A Barrier Certificate-based Simplex Architecture with Application to Microgrids

We present Barrier Certificate-based Simplex (BC-Simplex), a new, provably correct design for runtime assurance of continuous dynamical systems. BC-Simplex is centered around the Simplex Control Architecture, which consists of a high-performance advanced controller which is not guaranteed to maintain safety of the plant, a verified-safe baseline controller, and a decision module that switches control of the plant between the two controllers to ensure safety without sacrificing performance. In BC-Simplex, Barrier certificates are used to prove that the baseline controller ensures safety. Furthermore, BC-Simplex features a new automated method for deriving, from the barrier certificate, the conditions for switching between the controllers.

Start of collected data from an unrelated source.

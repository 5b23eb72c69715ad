//! # Simulation
//!
//! The CPU side of a frame: the world, the player and the block under the
//! crosshair. Nothing here touches the GPU, so a whole frame of game logic
//! can run in tests.
//!
//! A step applies the frame's input first, with edits aimed at the target
//! found on the previous frame, then moves the player, erodes the terrain
//! and finally casts the view ray for the next frame.

use cgmath::Point3;
use log::debug;

use super::{
    camera_state::camera::Camera,
    physics::{
        player::{MovementIntents, Player, PlayerController, PlayerUpdate},
        raycast::{raycast_target, RayHit},
    },
    voxels::{
        block::block_type::{DIRT, OPEN},
        grid::{VoxelGrid, WorldDimensions},
        world_generator::WorldGenerator,
    },
};

/// World units the debug lift key raises the player by.
pub const LIFT_DISTANCE: f32 = 1000.0;

/// Everything the simulation needs from one frame of input.
#[derive(Debug, Default, Clone, Copy, PartialEq)]
pub struct InputSnapshot {
    /// Held movement keys
    pub intents: MovementIntents,
    /// Jump was pressed this frame
    pub jump: bool,
    /// Zoom key is held
    pub zoom: bool,
    /// Yaw change in radians
    pub yaw_delta: f32,
    /// Pitch change in radians, positive looks toward the ground
    pub pitch_delta: f32,
    /// Break the targeted block
    pub break_block: bool,
    /// Place dirt in front of the targeted block
    pub place_block: bool,
    /// Raise the player by [`LIFT_DISTANCE`]
    pub lift: bool,
}

impl InputSnapshot {
    /// Folds a newer snapshot into this one when several arrive before a
    /// frame runs. Held state comes from the newer one, one-shot actions
    /// are kept if either saw them and look deltas add up.
    pub fn merge(&mut self, newer: InputSnapshot) {
        self.intents = newer.intents;
        self.zoom = newer.zoom;
        self.yaw_delta += newer.yaw_delta;
        self.pitch_delta += newer.pitch_delta;
        self.jump |= newer.jump;
        self.break_block |= newer.break_block;
        self.place_block |= newer.place_block;
        self.lift |= newer.lift;
    }
}

/// A change the player made to the grid.
#[derive(Debug, Clone, Copy, PartialEq, Eq)]
pub enum BlockEdit {
    Broken(Point3<i32>),
    Placed(Point3<i32>),
}

/// What happened during one [`Simulation::step`].
#[derive(Debug, Clone, PartialEq, Eq)]
pub struct StepOutcome {
    pub player: PlayerUpdate,
    /// Cells erosion turned to grass
    pub grass_grown: usize,
    pub edits: Vec<BlockEdit>,
}

/// Owns the world and the player and advances them a frame at a time.
pub struct Simulation {
    grid: VoxelGrid,
    generator: WorldGenerator,
    controller: PlayerController,
    target: Option<RayHit>,
}

impl Simulation {
    /// Generates a world of the given size and spawns the player in it.
    ///
    /// # Arguments
    /// * `dimensions` - World extents in blocks
    /// * `seed` - Terrain and erosion seed, random when `None`
    pub fn new(dimensions: WorldDimensions, seed: Option<u64>) -> Self {
        let mut grid = VoxelGrid::new(dimensions);
        let mut generator = WorldGenerator::new(seed);
        generator.generate(&mut grid);

        Self {
            grid,
            generator,
            controller: PlayerController::new(dimensions),
            target: None,
        }
    }

    pub fn grid(&self) -> &VoxelGrid {
        &self.grid
    }

    pub fn player(&self) -> &Player {
        self.controller.player()
    }

    pub fn zoom(&self) -> f32 {
        self.controller.zoom()
    }

    /// The block under the crosshair as of the last step.
    #[cfg(test)]
    pub fn target(&self) -> Option<RayHit> {
        self.target
    }

    /// Runs one frame of game logic.
    pub fn step(&mut self, input: &InputSnapshot) -> StepOutcome {
        let mut edits = Vec::new();

        self.controller.look(input.yaw_delta, input.pitch_delta);
        self.controller.set_intents(input.intents);
        if input.jump {
            self.controller.jump();
        }
        if input.lift {
            self.controller.lift(LIFT_DISTANCE);
        }
        if input.break_block {
            edits.extend(self.break_target());
        }
        if input.place_block {
            edits.extend(self.place_at_target());
        }

        let player = self.controller.update(&self.grid, input.zoom);
        if player == PlayerUpdate::Respawned {
            self.generator.generate(&mut self.grid);
        }

        let grass_grown = self.generator.tick(&mut self.grid);

        let camera = Camera::from_player(self.controller.player());
        self.target = raycast_target(&self.grid, camera.eye, camera.forward);

        StepOutcome {
            player,
            grass_grown,
            edits,
        }
    }

    /// Opens the targeted cell.
    ///
    /// # Returns
    /// The edit, or `None` if nothing is targeted.
    pub fn break_target(&mut self) -> Option<BlockEdit> {
        let hit = self.target?;
        if !self.grid.set_at(hit.target, OPEN) {
            return None;
        }
        debug!("Broke block at {:?}", hit.target);
        Some(BlockEdit::Broken(hit.target))
    }

    /// Fills the cell in front of the targeted one with dirt.
    ///
    /// # Returns
    /// The edit, or `None` if nothing is targeted.
    pub fn place_at_target(&mut self) -> Option<BlockEdit> {
        let hit = self.target?;
        if !self.grid.set_at(hit.place, DIRT) {
            return None;
        }
        debug!("Placed block at {:?}", hit.place);
        Some(BlockEdit::Placed(hit.place))
    }
}
//! Texture handling for the rendering pipeline.
//!
//! Provides the depth buffer and the three-layer block texture array
//! (top, side, bottom) sampled by the face shader.

use std::path::Path;

use image::{imageops::FilterType, ImageError, RgbaImage};
use log::{info, warn};
use wgpu::util::DeviceExt;

use crate::engine_state::{
    error::EngineError,
    voxels::block::{TEXTURE_LAYER_COUNT, TEXTURE_LAYER_SIDE, TEXTURE_LAYER_TOP},
};

/// Edge length of the procedural layers used when a texture file is missing.
pub const PROCEDURAL_TEXTURE_SIZE: u32 = 16;

/// Represents a GPU texture with associated view and sampler.
pub struct Texture {
    #[allow(dead_code)]
    pub texture: wgpu::Texture,
    /// The texture view used for binding the texture to the pipeline.
    pub view: wgpu::TextureView,
    pub sampler: wgpu::Sampler,
}

impl Texture {
    /// The texture format used for depth buffers.
    pub const DEPTH_FORMAT: wgpu::TextureFormat = wgpu::TextureFormat::Depth32Float;

    /// Creates a depth texture matching the surface size.
    pub fn create_depth_texture(
        device: &wgpu::Device,
        config: &wgpu::SurfaceConfiguration,
        label: &str,
    ) -> Self {
        let size = wgpu::Extent3d {
            width: config.width.max(1),
            height: config.height.max(1),
            depth_or_array_layers: 1,
        };
        let desc = wgpu::TextureDescriptor {
            label: Some(label),
            size,
            mip_level_count: 1,
            sample_count: 1,
            dimension: wgpu::TextureDimension::D2,
            format: Self::DEPTH_FORMAT,
            usage: wgpu::TextureUsages::RENDER_ATTACHMENT | wgpu::TextureUsages::TEXTURE_BINDING,
            view_formats: &[],
        };

        let texture = device.create_texture(&desc);
        let view = texture.create_view(&wgpu::TextureViewDescriptor::default());

        let sampler = device.create_sampler(&wgpu::SamplerDescriptor {
            address_mode_u: wgpu::AddressMode::ClampToEdge,
            address_mode_v: wgpu::AddressMode::ClampToEdge,
            address_mode_w: wgpu::AddressMode::ClampToEdge,
            mag_filter: wgpu::FilterMode::Nearest,
            min_filter: wgpu::FilterMode::Nearest,
            mipmap_filter: wgpu::FilterMode::Nearest,
            compare: Some(wgpu::CompareFunction::LessEqual),
            lod_min_clamp: 0.0,
            lod_max_clamp: 100.0,
            ..Default::default()
        });

        Self {
            texture,
            view,
            sampler,
        }
    }

    /// Uploads the block layers as a `D2Array` texture.
    ///
    /// The sampler repeats and uses nearest filtering so the pixel art stays
    /// crisp at every distance.
    pub fn create_block_texture_array(
        device: &wgpu::Device,
        queue: &wgpu::Queue,
        layers: &TextureLayers,
    ) -> Self {
        let texture = device.create_texture_with_data(
            queue,
            &wgpu::TextureDescriptor {
                label: Some("Block Texture Array"),
                size: wgpu::Extent3d {
                    width: layers.width,
                    height: layers.height,
                    depth_or_array_layers: layers.layer_count() as u32,
                },
                mip_level_count: 1,
                sample_count: 1,
                dimension: wgpu::TextureDimension::D2,
                format: wgpu::TextureFormat::Rgba8UnormSrgb,
                usage: wgpu::TextureUsages::TEXTURE_BINDING | wgpu::TextureUsages::COPY_DST,
                view_formats: &[],
            },
            wgpu::util::TextureDataOrder::LayerMajor,
            &layers.rgba,
        );

        let view = texture.create_view(&wgpu::TextureViewDescriptor {
            dimension: Some(wgpu::TextureViewDimension::D2Array),
            ..Default::default()
        });

        let sampler = device.create_sampler(&wgpu::SamplerDescriptor {
            address_mode_u: wgpu::AddressMode::Repeat,
            address_mode_v: wgpu::AddressMode::Repeat,
            address_mode_w: wgpu::AddressMode::Repeat,
            mag_filter: wgpu::FilterMode::Nearest,
            min_filter: wgpu::FilterMode::Nearest,
            mipmap_filter: wgpu::FilterMode::Nearest,
            ..Default::default()
        });

        Self {
            texture,
            view,
            sampler,
        }
    }
}

/// CPU side pixels for every block texture layer, all of one size.
#[derive(Debug, Clone)]
pub struct TextureLayers {
    pub width: u32,
    pub height: u32,
    /// RGBA8 pixels, one layer after another.
    pub rgba: Vec<u8>,
}

impl TextureLayers {
    /// Reads the layer images in texture layer order.
    ///
    /// A file that cannot be read is replaced with a procedural layer and a
    /// warning. A file that exists but does not decode is an error. Every
    /// layer is resized to the first layer's dimensions.
    pub fn load(paths: [&Path; TEXTURE_LAYER_COUNT as usize]) -> Result<Self, EngineError> {
        let mut images = Vec::with_capacity(paths.len());
        for (layer, path) in paths.iter().enumerate() {
            images.push(load_layer(path, layer)?);
        }

        let (width, height) = images[0].dimensions();
        let mut rgba = Vec::with_capacity((width * height * 4) as usize * images.len());
        for image in images {
            let image = if image.dimensions() == (width, height) {
                image
            } else {
                image::imageops::resize(&image, width, height, FilterType::Nearest)
            };
            rgba.extend_from_slice(image.as_raw());
        }

        info!("Loaded {} block texture layers at {}x{}", paths.len(), width, height);
        Ok(Self { width, height, rgba })
    }

    /// Number of layers held.
    pub fn layer_count(&self) -> usize {
        self.rgba.len() / (self.width as usize * self.height as usize * 4).max(1)
    }
}

fn load_layer(path: &Path, layer: usize) -> Result<RgbaImage, EngineError> {
    match image::open(path) {
        Ok(image) => Ok(image.to_rgba8()),
        Err(ImageError::IoError(err)) => {
            warn!(
                "Texture {} unavailable ({}), using a procedural layer",
                path.display(),
                err
            );
            Ok(procedural_layer(layer))
        }
        Err(source) => Err(EngineError::TextureLoad {
            path: path.to_path_buf(),
            source,
        }),
    }
}

/// A speckled grass or dirt square, picked by layer.
fn procedural_layer(layer: usize) -> RgbaImage {
    const GRASS: [u8; 3] = [86, 160, 52];
    const DIRT: [u8; 3] = [121, 85, 58];

    let layer_code = layer as u32;
    let base = if layer_code == TEXTURE_LAYER_TOP { GRASS } else { DIRT };
    let mut rng = fastrand::Rng::with_seed(layer as u64);

    RgbaImage::from_fn(PROCEDURAL_TEXTURE_SIZE, PROCEDURAL_TEXTURE_SIZE, |_, y| {
        // Side layer gets a grass fringe along its top rows
        let base = if layer_code == TEXTURE_LAYER_SIDE && y < PROCEDURAL_TEXTURE_SIZE / 4 {
            GRASS
        } else {
            base
        };
        let shade = rng.u8(0..24);
        image::Rgba([
            base[0].saturating_sub(shade),
            base[1].saturating_sub(shade),
            base[2].saturating_sub(shade),
            255,
        ])
    })
}

#[cfg(test)]
mod tests {
    use std::path::PathBuf;

    use super::*;

    fn scratch_dir(name: &str) -> PathBuf {
        let dir = std::env::temp_dir().join(format!("blocko-texture-{}-{}", name, std::process::id()));
        std::fs::create_dir_all(&dir).unwrap();
        dir
    }

    #[test]
    fn missing_files_fall_back_to_procedural_layers() {
        let dir = scratch_dir("missing");
        let paths = [dir.join("a.png"), dir.join("b.png"), dir.join("c.png")];
        let layers = TextureLayers::load([&paths[0], &paths[1], &paths[2]]).unwrap();

        assert_eq!(layers.width, PROCEDURAL_TEXTURE_SIZE);
        assert_eq!(layers.height, PROCEDURAL_TEXTURE_SIZE);
        assert_eq!(layers.layer_count(), 3);
    }

    #[test]
    fn layers_are_resized_to_the_first_layer() {
        let dir = scratch_dir("resize");
        let top = dir.join("top.png");
        RgbaImage::from_pixel(4, 4, image::Rgba([255, 0, 0, 255]))
            .save(&top)
            .unwrap();

        let missing = dir.join("missing.png");
        let layers = TextureLayers::load([&top, &missing, &missing]).unwrap();

        assert_eq!((layers.width, layers.height), (4, 4));
        assert_eq!(layers.rgba.len(), 4 * 4 * 4 * 3);
        assert_eq!(&layers.rgba[0..4], &[255, 0, 0, 255]);
    }

    #[test]
    fn undecodable_file_is_an_error() {
        let dir = scratch_dir("corrupt");
        let bad = dir.join("bad.png");
        std::fs::write(&bad, b"definitely not a png").unwrap();

        let result = TextureLayers::load([&bad, &bad, &bad]);
        assert!(matches!(result, Err(EngineError::TextureLoad { .. })));
    }
}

Our method is based on the Taylor expansion of the barrier certificate and yields computationally inexpensive switching conditions. We consider a significant application of BC-Simplex to a microgrid featuring an advanced controller in the form of a neural network trained using reinforcement learning. The microgrid is modeled in RTDS, an industry-standard high-fidelity, real-time power systems simulator. Our results demonstrate that BC-Simplex can automatically derive switching conditions for complex systems, the switching conditions are not overly conservative, and BC-Simplex ensures safety even in the presence of adversarial attacks on the neural controller.